Ruan Xiaoyang, Fu Sunyang, Jia Heling, Mathis Kellie L, Thiels Cornelius A, Gavin Schaeferle M, Wilson Patrick M, Storlie Curtis B, Liu Hongfang
McWilliams School of Biomedical Informatics, University of Texas Health Science Center at Houston, Houston, TX, USA.
Department of Artificial Intelligence & Informatics, Mayo Clinic, Rochester, NY, USA.
Commun Med (Lond). 2025 Aug 4;5(1):331. doi: 10.1038/s43856-025-01053-9.
Ileus, a postoperative complication after colorectal surgery, increases morbidity, costs, and hospital stays. Assessing risk of ileus is crucial, especially with the trend towards early discharge. Prior studies assessed risk of ileus with regression models, the role of deep learning remains unexplored.
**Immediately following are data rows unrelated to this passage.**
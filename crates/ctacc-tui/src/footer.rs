//! TUI footer panel.

use ratatui::layout::Rect;
use ratatui::style::{Color, Style};
use ratatui::text::{Line, Span};
use ratatui::widgets::{Block, Borders, Paragraph};
use ratatui::Frame;

const SHORTCUTS: [(&str, &str); 6] = [
    ("←/→", "length"),
    ("PgUp/PgDn", "±10 steps"),
    ("Home/End", "min/max"),
    ("↑/↓", "select"),
    ("d", "details"),
    ("q", "quit"),
];

/// Render the footer panel with keyboard shortcuts.
pub fn render_footer(frame: &mut Frame, area: Rect) {
    let mut spans = Vec::with_capacity(SHORTCUTS.len() * 2);
    for (i, (key, label)) in SHORTCUTS.iter().enumerate() {
        spans.push(Span::styled(*key, Style::default().fg(Color::Yellow)));
        let sep = if i + 1 < SHORTCUTS.len() { " | " } else { "" };
        spans.push(Span::raw(format!(": {label}{sep}")));
    }

    let block = Block::default().borders(Borders::TOP);
    let paragraph = Paragraph::new(Line::from(spans)).block(block);
    frame.render_widget(paragraph, area);
}
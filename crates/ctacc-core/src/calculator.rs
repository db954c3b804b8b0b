//! Accuracy calculator: part length to ranked error results.
//!
//! `compute` is a pure function. It evaluates `±(a + L/b)` for every
//! catalog entry and returns the results sorted ascending by total error,
//! keeping catalog order between equal totals.

use serde::Serialize;

use crate::catalog::ScannerSpec;

/// Error type for accuracy calculations and catalog validation.
#[derive(Debug, Clone, PartialEq, thiserror::Error)]
pub enum AccuracyError {
    /// The part length or a divisor cannot be evaluated.
    #[error("invalid input: {0}")]
    InvalidInput(String),

    /// No catalog entry is marked as the reference scanner.
    #[error("catalog has no reference scanner")]
    MissingReference,

    /// More than one catalog entry is marked as the reference scanner.
    #[error("catalog has {0} reference scanners, expected exactly one")]
    MultipleReferences(usize),

    /// A catalog coefficient is unusable.
    #[error("invalid coefficient for {name}: {detail}")]
    InvalidCoefficient { name: String, detail: String },

    /// The catalog has no entries.
    #[error("catalog is empty")]
    EmptyCatalog,
}

impl AccuracyError {
    /// Whether this error comes from the catalog rather than from user input.
    #[must_use]
    pub fn is_config(&self) -> bool {
        !matches!(self, Self::InvalidInput(_))
    }
}

/// A scanner evaluated at one part length.
#[derive(Debug, Clone, PartialEq, Serialize)]
pub struct ScannerResult {
    /// The catalog entry.
    #[serde(flatten)]
    pub spec: ScannerSpec,
    /// Fixed error term `a` in µm.
    pub fixed_error: f64,
    /// Length-dependent term `L / b` in µm.
    pub length_error: f64,
    /// `a + L / b` in µm.
    pub total_error: f64,
}

impl ScannerResult {
    /// Evaluate a single entry at `length`. The divisor must be non-zero.
    #[must_use]
    pub fn evaluate(spec: &ScannerSpec, length: f64) -> Self {
        let fixed_error = spec.a;
        let length_error = length / spec.b;
        Self {
            spec: spec.clone(),
            fixed_error,
            length_error,
            total_error: fixed_error + length_error,
        }
    }

    /// Whether this result belongs to the reference scanner.
    #[must_use]
    pub fn is_reference(&self) -> bool {
        self.spec.is_reference()
    }
}

/// Evaluate every entry of `catalog` at part length `length` (mm).
///
/// Results are sorted ascending by total error; ties keep catalog order.
///
/// # Errors
///
/// `InvalidInput` if `length` is not finite or is negative, or if any
/// entry has a zero divisor. `EmptyCatalog` if `catalog` is empty.
pub fn compute(catalog: &[ScannerSpec], length: f64) -> Result<Vec<ScannerResult>, AccuracyError> {
    if !length.is_finite() || length < 0.0 {
        return Err(AccuracyError::InvalidInput(format!(
            "part length must be finite and non-negative, got {length}"
        )));
    }
    if catalog.is_empty() {
        return Err(AccuracyError::EmptyCatalog);
    }
    if let Some(spec) = catalog.iter().find(|s| s.b == 0.0) {
        return Err(AccuracyError::InvalidInput(format!(
            "{} has a zero length divisor",
            spec.name
        )));
    }

    let mut results: Vec<ScannerResult> = catalog
        .iter()
        .map(|spec| ScannerResult::evaluate(spec, length))
        .collect();
    // sort_by is stable
    results.sort_by(|x, y| x.total_error.total_cmp(&y.total_error));
    Ok(results)
}

#[cfg(test)]
mod tests {
    use super::*;
    use crate::catalog::Role;

    fn scenario_catalog() -> Vec<ScannerSpec> {
        vec![
            ScannerSpec::new("Ref", "R", 7.0, 20.0, Role::Reference),
            ScannerSpec::new("Zeiss", "Z", 9.0, 50.0, Role::Competitor),
            ScannerSpec::new("Nikon", "N", 9.0, 50.0, Role::Competitor),
            ScannerSpec::new("Waygate", "W", 4.5, 100.0, Role::Competitor),
        ]
    }

    fn totals(results: &[ScannerResult]) -> Vec<f64> {
        results.iter().map(|r| r.total_error).collect()
    }

    #[test]
    fn sorted_totals_at_100mm() {
        let results = compute(&scenario_catalog(), 100.0).unwrap();
        assert_eq!(totals(&results), vec![5.5, 11.0, 11.0, 12.0]);
    }

    #[test]
    fn ties_keep_catalog_order() {
        let results = compute(&scenario_catalog(), 100.0).unwrap();
        assert_eq!(results[1].spec.name, "Zeiss");
        assert_eq!(results[2].spec.name, "Nikon");
    }

    #[test]
    fn components_at_100mm() {
        let results = compute(&scenario_catalog(), 100.0).unwrap();
        let reference = results.iter().find(|r| r.is_reference()).unwrap();
        assert!((reference.fixed_error - 7.0).abs() < 1e-12);
        assert!((reference.length_error - 5.0).abs() < 1e-12);
        assert!((reference.total_error - 12.0).abs() < 1e-12);
    }

    #[test]
    fn zero_length_ranks_by_fixed_error() {
        let results = compute(&scenario_catalog(), 0.0).unwrap();
        for r in &results {
            assert_eq!(r.length_error, 0.0);
            assert_eq!(r.total_error, r.spec.a);
        }
        assert_eq!(totals(&results), vec![4.5, 7.0, 9.0, 9.0]);
    }

    #[test]
    fn upper_bound_is_linear() {
        let results = compute(&scenario_catalog(), 500.0).unwrap();
        assert_eq!(totals(&results), vec![9.5, 19.0, 19.0, 32.0]);
        assert_eq!(results[3].spec.name, "Ref");
    }

    #[test]
    fn rejects_non_finite_length() {
        for length in [f64::NAN, f64::INFINITY, f64::NEG_INFINITY] {
            let err = compute(&scenario_catalog(), length).unwrap_err();
            assert!(matches!(err, AccuracyError::InvalidInput(_)));
        }
    }

    #[test]
    fn rejects_negative_length() {
        let err = compute(&scenario_catalog(), -10.0).unwrap_err();
        assert!(matches!(err, AccuracyError::InvalidInput(_)));
    }

    #[test]
    fn rejects_zero_divisor() {
        let mut catalog = scenario_catalog();
        catalog[2].b = 0.0;
        let err = compute(&catalog, 100.0).unwrap_err();
        assert_eq!(
            err,
            AccuracyError::InvalidInput("Nikon has a zero length divisor".into())
        );
    }

    #[test]
    fn rejects_empty_catalog() {
        assert_eq!(compute(&[], 100.0).unwrap_err(), AccuracyError::EmptyCatalog);
    }

    #[test]
    fn error_display() {
        assert_eq!(
            AccuracyError::MissingReference.to_string(),
            "catalog has no reference scanner"
        );
        assert_eq!(
            AccuracyError::MultipleReferences(2).to_string(),
            "catalog has 2 reference scanners, expected exactly one"
        );
    }

    #[test]
    fn config_classification() {
        assert!(!AccuracyError::InvalidInput("x".into()).is_config());
        assert!(AccuracyError::MissingReference.is_config());
        assert!(AccuracyError::EmptyCatalog.is_config());
    }

    #[test]
    fn result_serializes_flat() {
        let result = ScannerResult::evaluate(&scenario_catalog()[0], 100.0);
        let value = serde_json::to_value(&result).unwrap();
        assert_eq!(value["name"], "Ref");
        assert_eq!(value["role"], "reference");
        assert_eq!(value["total_error"], 12.0);
    }
}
We evaluated the Gated Recurrent Unit with Decay (GRU-D) for real-time ileus risk assessment in 7349 colorectal surgeries across three Mayo Clinic sites with two Electronic Health Record (EHR) systems. The results were compared with atemporal models on a panel of benchmark metrics.
Here we show that despite extreme data sparsity (e.g., 72.2% of labs, 26.9% of vitals lack measurements within 24 h post-surgery), GRU-D demonstrates improved performance by integrating new measurements and exhibits robust transferability. In brute-force transfer, AUROC decreases by no more than 5%, while multi-source instance transfer yields up to a 2.6% improvement in AUROC and an 86% narrower confidence interval. Although atemporal models perform better at certain pre-surgical time points, their performance fluctuates considerably and generally falls short of GRU-D in post-surgical hours.
GRU-D's dynamic risk assessment capability is crucial in scenarios where clinical follow-up is essential, warranting further research on built-in explainability for clinical integration.
肠梗阻是结直肠手术后的一种术后并发症,会增加发病率、成本和住院时间。评估肠梗阻风险至关重要,尤其是在早期出院趋势下。先前的研究使用回归模型评估肠梗阻风险,深度学习的作用仍未得到探索。
我们在三个梅奥诊所站点使用两个电子健康记录(EHR)系统,对7349例结直肠手术中的门控循环单元衰减(GRU-D)进行实时肠梗阻风险评估。将结果与一组基准指标上的非时间模型进行比较。
我们在此表明,尽管存在极端的数据稀疏性(例如,72.2%的实验室检查、26.9%的生命体征在术后24小时内缺乏测量数据),GRU-D通过整合新测量数据表现出了更好的性能,并具有强大的可转移性。在强力转移中,曲线下面积(AUROC)下降不超过5%,而多源实例转移使AUROC提高了2.6%,置信区间缩小了86%。尽管非时间模型在某些术前时间点表现更好,但其性能波动较大,在术后数小时内总体上不及GRU-D。
GRU-D的动态风险评估能力在临床随访至关重要的情况下至关重要,值得对其用于临床整合的内置可解释性进行进一步研究。